WHAT TO DO: Emit the entire listing verbatim.

INPUT RECORDS:

impl Shared {
    fn wait_run(&self) -> bool {
        let bits = self
            .bits
            .wait(RUN | DESTROYING, WaitMode::Any, false, Wait::Forever)
            .unwrap_or(DESTROYING);
        bits & DESTROYING == 0
    }

    fn feed_loop(&self) {
        let span = info_span!("afe_feed");
        let _enter = span.enter();
        let channels = self.engine.feed_channel_num();
        let chunk = self.engine.feed_chunk_size();
        let buf_size = chunk * channels * 2;
        info!(channels, chunk, buf_size, "feed thread started");
        let mut buf = vec![0u8; buf_size];
        let mut samples = Vec::with_capacity(chunk * channels);

        while self.wait_run() {
            let rlen = {
                let mut cb = self.read_cb.lock();
                match cb.as_mut() {
                    Some(read) => read(&mut buf, Wait::For(self.read_timeout)),
                    None => 0,
                }
            };
            self.diagnostics.reads.fetch_add(1, Ordering::Relaxed);
            if rlen != buf_size {
                self.diagnostics.short_reads.fetch_add(1, Ordering::Relaxed);
                error!(rlen, buf_size, "AFE read failed, chunk dropped");
                if rlen == 0 {
                    std::thread::sleep(Duration::from_millis(10));
                }
                continue;
            }
            samples.clear();
            bytes_to_i16(&buf, &mut samples);
            match self.engine.feed(&samples) {
                Ok(()) => {
                    self.diagnostics.feeds.fetch_add(1, Ordering::Relaxed);
                }
                Err(e) => {
                    self.diagnostics.feed_errors.fetch_add(1, Ordering::Relaxed);
                    warn!("engine feed failed: {e}");
                }
            }
        }
        debug!("feed thread exiting");
        self.bits.set(FEED_DESTROYED);
    }

    fn fetch_loop(&self) {
        let span = info_span!("afe_fetch");
        let _enter = span.enter();
        info!(chunk = self.engine.fetch_chunk_size(), "fetch thread started");
        while self.wait_run() {
            let Some(result) = self.engine.fetch(self.fetch_poll) else {
                continue;
            };
            self.diagnostics.fetches.fetch_add(1, Ordering::Relaxed);
            let cb = self.result_cb.lock().clone();
            if let Some(cb) = cb {
                cb(&result);
            }
        }
        debug!("fetch thread exiting");
        self.bits.set(FETCH_DESTROYED);
    }
}

/// Owns the engine and its feed/fetch threads.
pub struct AfeManager {
    shared: Arc<Shared>,
    threads: Mutex<Vec<(u32, JoinHandle<()>)>>,
    destroyed: AtomicBool,
    destroy_timeout: Duration,
}

impl AfeManager {
    /// Start both threads. Without a read callback the manager starts
    /// suspended.
    ///
    /// # Errors
    /// `ResourceExhausted` when a thread cannot be spawned; anything already
    /// started is torn down first.
    pub fn create(
        config: AfeManagerConfig,
        engine: Arc<dyn AfeEngine>,
        read_cb: Option<ReadFn>,
    ) -> Result<Arc<Self>> {
        let features = engine.init_features();
        info!(
            channels = engine.feed_channel_num(),
            chunk = engine.feed_chunk_size(),
            ?features,
            "creating AFE manager"
        );
        let running = read_cb.is_some();
        let shared = Arc::new(Shared {
            engine,
            bits: crate::sync::EventGroup::new(),
            read_cb: Mutex::new(read_cb),
            result_cb: Mutex::new(None),
            features: Mutex::new(features),
            diagnostics: AfeDiagnostics::default(),
            read_timeout: config.read_timeout,
            fetch_poll: config.fetch_poll,
        });
        if running {
            shared.bits.set(RUN);
        }

        let manager = Arc::new(Self {
            shared: Arc::clone(&shared),
            threads: Mutex::new(Vec::new()),
            destroyed: AtomicBool::new(false),
            destroy_timeout: config.destroy_timeout,
        });

        let feed_shared = Arc::clone(&shared);
        let feed = config.feed_thread.spawn(move || feed_shared.feed_loop());
        let feed = match feed {
            Ok(h) => h,
            Err(e) => {
                manager.destroy();
                return Err(e);
            }
        };
        manager.threads.lock().push((FEED_DESTROYED, feed));

        let fetch_shared = Arc::clone(&shared);
        match config.fetch_thread.spawn(move || fetch_shared.fetch_loop()) {
            Ok(h) => manager.threads.lock().push((FETCH_DESTROYED, h)),
            Err(e) => {
                manager.destroy();
                return Err(e);
            }
        }
        Ok(manager)
    }

    fn check_alive(&self) -> Result<()> {
        if self.destroyed.load(Ordering::SeqCst) {
            Err(SpeakerError::InvalidState("AFE manager destroyed".into()))
        } else {
            Ok(())
        }
    }

    /// Swap the read callback. The manager is suspended while swapping and
    /// resumes only when the new callback is present.
    pub fn set_read_cb(&self, read_cb: Option<ReadFn>) -> Result<()> {
        self.check_alive()?;
        self.suspend(true)?;
        let resume = read_cb.is_some();
        *self.shared.read_cb.lock() = read_cb;
        if resume {
            self.suspend(false)?;
        }
        Ok(())
    }

    pub fn set_result_cb(&self, result_cb: Option<ResultFn>) -> Result<()> {
        self.check_alive()?;
        *self.shared.result_cb.lock() = result_cb;
        Ok(())
    }

    pub fn suspend(&self, suspend: bool) -> Result<()> {
        self.check_alive()?;
        info!(suspend, "AFE manager suspend");
        if suspend {
            self.shared.bits.clear(RUN);
        } else {
            self.shared.bits.set(RUN);
        }
        Ok(())
    }

    pub fn is_suspended(&self) -> bool {
        self.shared.bits.get() & RUN == 0
    }

    /// Toggle an engine feature and mirror the outcome. Changing VAD also
    /// resets its state.
    pub fn enable_features(&self, feature: AfeFeature, enable: bool) -> Result<()> {
        self.check_alive()?;
        let now_on = self.shared.engine.enable_feature(feature, enable)?;
        debug!(?feature, enable, now_on, "AFE feature ctrl");
        {
            let mut feat = self.shared.features.lock();
            match feature {
                AfeFeature::WakeNet => feat.wakeup = now_on,
                AfeFeature::Vad => feat.vad = now_on,
                AfeFeature::Aec => feat.aec = now_on,
                AfeFeature::Se => feat.se = now_on,
            }
        }
        if feature == AfeFeature::Vad {
            self.shared.engine.reset_vad();
        }
        Ok(())
    }

    pub fn features(&self) -> AfeFeatures {
        *self.shared.features.lock()
    }

    /// Samples per channel per feed.
    pub fn chunk_size(&self) -> usize {
        self.shared.engine.feed_chunk_size()
    }

    pub fn input_ch_num(&self) -> usize {
        self.shared.engine.feed_channel_num()
    }

    pub fn trigger_wakeup(&self) {
        self.shared.engine.trigger_wakeup();
    }

    pub fn diagnostics(&self) -> AfeSnapshot {
        self.shared.diagnostics.snapshot()
    }

    pub fn reset_diagnostics(&self) {
        self.shared.diagnostics.reset();
    }

    /// Stop both threads. Waits at most `destroy_timeout`; a thread that
    /// has not exited by then is detached and finishes on its own.
    /// Calling it again is a no-op.
    pub fn destroy(&self) {
        if self.destroyed.swap(true, Ordering::SeqCst) {
            return;
        }
        self.shared.bits.set(DESTROYING);
        let threads: Vec<_> = std::mem::take(&mut *self.threads.lock());
        let wait_bits = threads.iter().fold(0, |acc, (bit, _)| acc | bit);
        if wait_bits != 0 {
            let got = self
                .shared
                .bits
                .wait(wait_bits, WaitMode::All, false, Wait::For(self.destroy_timeout));
            if got.is_none() {
                warn!(
                    bits = self.shared.bits.get(),
                    "AFE threads did not exit in time, detaching"
                );
            }
        }
        let exited = self.shared.bits.get();
        for (bit, handle) in threads {
            if exited & bit != 0 && handle.join().is_err() {
                error!("AFE thread panicked");
            }
        }
        *self.shared.read_cb.lock() = None;
        *self.shared.result_cb.lock() = None;
        info!("AFE manager destroyed");
    }
}

impl Drop for AfeManager {
    fn drop(&mut self) {
        self.destroy();
    }
}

TASK RESULT:
impl Shared {
    fn wait_run(&self) -> bool {
        let bits = self
            .bits
            .wait(RUN | DESTROYING, WaitMode::Any, false, Wait::Forever)
            .unwrap_or(DESTROYING);
        bits & DESTROYING == 0
    }

    fn feed_loop(&self) {
        let span = info_span!("afe_feed");
        let _enter = span.enter();
        let channels = self.engine.feed_channel_num();
        let chunk = self.engine.feed_chunk_size();
        let buf_size = chunk * channels * 2;
        info!(channels, chunk, buf_size, "feed thread started");
        let mut buf = vec![0u8; buf_size];
        let mut samples = Vec::with_capacity(chunk * channels);

        while self.wait_run() {
            let rlen = {
                let mut cb = self.read_cb.lock();
                match cb.as_mut() {
                    Some(read) => read(&mut buf, Wait::For(self.read_timeout)),
                    None => 0,
                }
            };
            self.diagnostics.reads.fetch_add(1, Ordering::Relaxed);
            if rlen != buf_size {
                self.diagnostics.short_reads.fetch_add(1, Ordering::Relaxed);
                error!(rlen, buf_size, "AFE read failed, chunk dropped");
                if rlen == 0 {
                    std::thread::sleep(Duration::from_millis(10));
                }
                continue;
            }
            samples.clear();
            bytes_to_i16(&buf, &mut samples);
            match self.engine.feed(&samples) {
                Ok(()) => {
                    self.diagnostics.feeds.fetch_add(1, Ordering::Relaxed);
                }
                Err(e) => {
                    self.diagnostics.feed_errors.fetch_add(1, Ordering::Relaxed);
                    warn!("engine feed failed: {e}");
                }
            }
        }
        debug!("feed thread exiting");
        self.bits.set(FEED_DESTROYED);
    }

    fn fetch_loop(&self) {
        let span = info_span!("afe_fetch");
        let _enter = span.enter();
        info!(chunk = self.engine.fetch_chunk_size(), "fetch thread started");
        while self.wait_run() {
            let Some(result) = self.engine.fetch(self.fetch_poll) else {
                continue;
            };
            self.diagnostics.fetches.fetch_add(1, Ordering::Relaxed);
            let cb = self.result_cb.lock().clone();
            if let Some(cb) = cb {
                cb(&result);
            }
        }
        debug!("fetch thread exiting");
        self.bits.set(FETCH_DESTROYED);
    }
}

/// Owns the engine and its feed/fetch threads.
pub struct AfeManager {
    shared: Arc<Shared>,
    threads: Mutex<Vec<(u32, JoinHandle<()>)>>,
    destroyed: AtomicBool,
    destroy_timeout: Duration,
}

impl AfeManager {
    /// Start both threads. Without a read callback the manager starts
    /// suspended.
    ///
    /// # Errors
    /// `ResourceExhausted` when a thread cannot be spawned; anything already
    /// started is torn down first.
    pub fn create(
        config: AfeManagerConfig,
        engine: Arc<dyn AfeEngine>,
        read_cb: Option<ReadFn>,
    ) -> Result<Arc<Self>> {
        let features = engine.init_features();
        info!(
            channels = engine.feed_channel_num(),
            chunk = engine.feed_chunk_size(),
            ?features,
            "creating AFE manager"
        );
        let running = read_cb.is_some();
        let shared = Arc::new(Shared {
            engine,
            bits: crate::sync::EventGroup::new(),
            read_cb: Mutex::new(read_cb),
            result_cb: Mutex::new(None),
            features: Mutex::new(features),
            diagnostics: AfeDiagnostics::default(),
            read_timeout: config.read_timeout,
            fetch_poll: config.fetch_poll,
        });
        if running {
            shared.bits.set(RUN);
        }

        let manager = Arc::new(Self {
            shared: Arc::clone(&shared),
            threads: Mutex::new(Vec::new()),
            destroyed: AtomicBool::new(false),
            destroy_timeout: config.destroy_timeout,
        });

        let feed_shared = Arc::clone(&shared);
        let feed = config.feed_thread.spawn(move || feed_shared.feed_loop());
        let feed = match feed {
            Ok(h) => h,
            Err(e) => {
                manager.destroy();
                return Err(e);
            }
        };
        manager.threads.lock().push((FEED_DESTROYED, feed));

        let fetch_shared = Arc::clone(&shared);
        match config.fetch_thread.spawn(move || fetch_shared.fetch_loop()) {
            Ok(h) => manager.threads.lock().push((FETCH_DESTROYED, h)),
            Err(e) => {
                manager.destroy();
                return Err(e);
            }
        }
        Ok(manager)
    }

    fn check_alive(&self) -> Result<()> {
        if self.destroyed.load(Ordering::SeqCst) {
            Err(SpeakerError::InvalidState("AFE manager destroyed".into()))
        } else {
            Ok(())
        }
    }

    /// Swap the read callback. The manager is suspended while swapping and
    /// resumes only when the new callback is present.
    pub fn set_read_cb(&self, read_cb: Option<ReadFn>) -> Result<()> {
        self.check_alive()?;
        self.suspend(true)?;
        let resume = read_cb.is_some();
        *self.shared.read_cb.lock() = read_cb;
        if resume {
            self.suspend(false)?;
        }
        Ok(())
    }

    pub fn set_result_cb(&self, result_cb: Option<ResultFn>) -> Result<()> {
        self.check_alive()?;
        *self.shared.result_cb.lock() = result_cb;
        Ok(())
    }

    pub fn suspend(&self, suspend: bool) -> Result<()> {
        self.check_alive()?;
        info!(suspend, "AFE manager suspend");
        if suspend {
            self.shared.bits.clear(RUN);
        } else {
            self.shared.bits.set(RUN);
        }
        Ok(())
    }

    pub fn is_suspended(&self) -> bool {
        self.shared.bits.get() & RUN == 0
    }

    /// Toggle an engine feature and mirror the outcome. Changing VAD also
    /// resets its state.
    pub fn enable_features(&self, feature: AfeFeature, enable: bool) -> Result<()> {
        self.check_alive()?;
        let now_on = self.shared.engine.enable_feature(feature, enable)?;
        debug!(?feature, enable, now_on, "AFE feature ctrl");
        {
            let mut feat = self.shared.features.lock();
            match feature {
                AfeFeature::WakeNet => feat.wakeup = now_on,
                AfeFeature::Vad => feat.vad = now_on,
                AfeFeature::Aec => feat.aec = now_on,
                AfeFeature::Se => feat.se = now_on,
            }
        }
        if feature == AfeFeature::Vad {
            self.shared.engine.reset_vad();
        }
        Ok(())
    }

    pub fn features(&self) -> AfeFeatures {
        *self.shared.features.lock()
    }

    /// Samples per channel per feed.
    pub fn chunk_size(&self) -> usize {
        self.shared.engine.feed_chunk_size()
    }

    pub fn input_ch_num(&self) -> usize {
        self.shared.engine.feed_channel_num()
    }

    pub fn trigger_wakeup(&self) {
        self.shared.engine.trigger_wakeup();
    }

    pub fn diagnostics(&self) -> AfeSnapshot {
        self.shared.diagnostics.snapshot()
    }

    pub fn reset_diagnostics(&self) {
        self.shared.diagnostics.reset();
    }

    /// Stop both threads. Waits at most `destroy_timeout`; a thread that
    /// has not exited by then is detached and finishes on its own.
    /// Calling it again is a no-op.
    pub fn destroy(&self) {
        if self.destroyed.swap(true, Ordering::SeqCst) {
            return;
        }
        self.shared.bits.set(DESTROYING);
        let threads: Vec<_> = std::mem::take(&mut *self.threads.lock());
        let wait_bits = threads.iter().fold(0, |acc, (bit, _)| acc | bit);
        if wait_bits != 0 {
            let got = self
                .shared
                .bits
                .wait(wait_bits, WaitMode::All, false, Wait::For(self.destroy_timeout));
            if got.is_none() {
                warn!(
                    bits = self.shared.bits.get(),
                    "AFE threads did not exit in time, detaching"
                );
            }
        }
        let exited = self.shared.bits.get();
        for (bit, handle) in threads {
            if exited & bit != 0 && handle.join().is_err() {
                error!("AFE thread panicked");
            }
        }
        *self.shared.read_cb.lock() = None;
        *self.shared.result_cb.lock() = None;
        info!("AFE manager destroyed");
    }
}

impl Drop for AfeManager {
    fn drop(&mut self) {
        self.destroy();
    }
}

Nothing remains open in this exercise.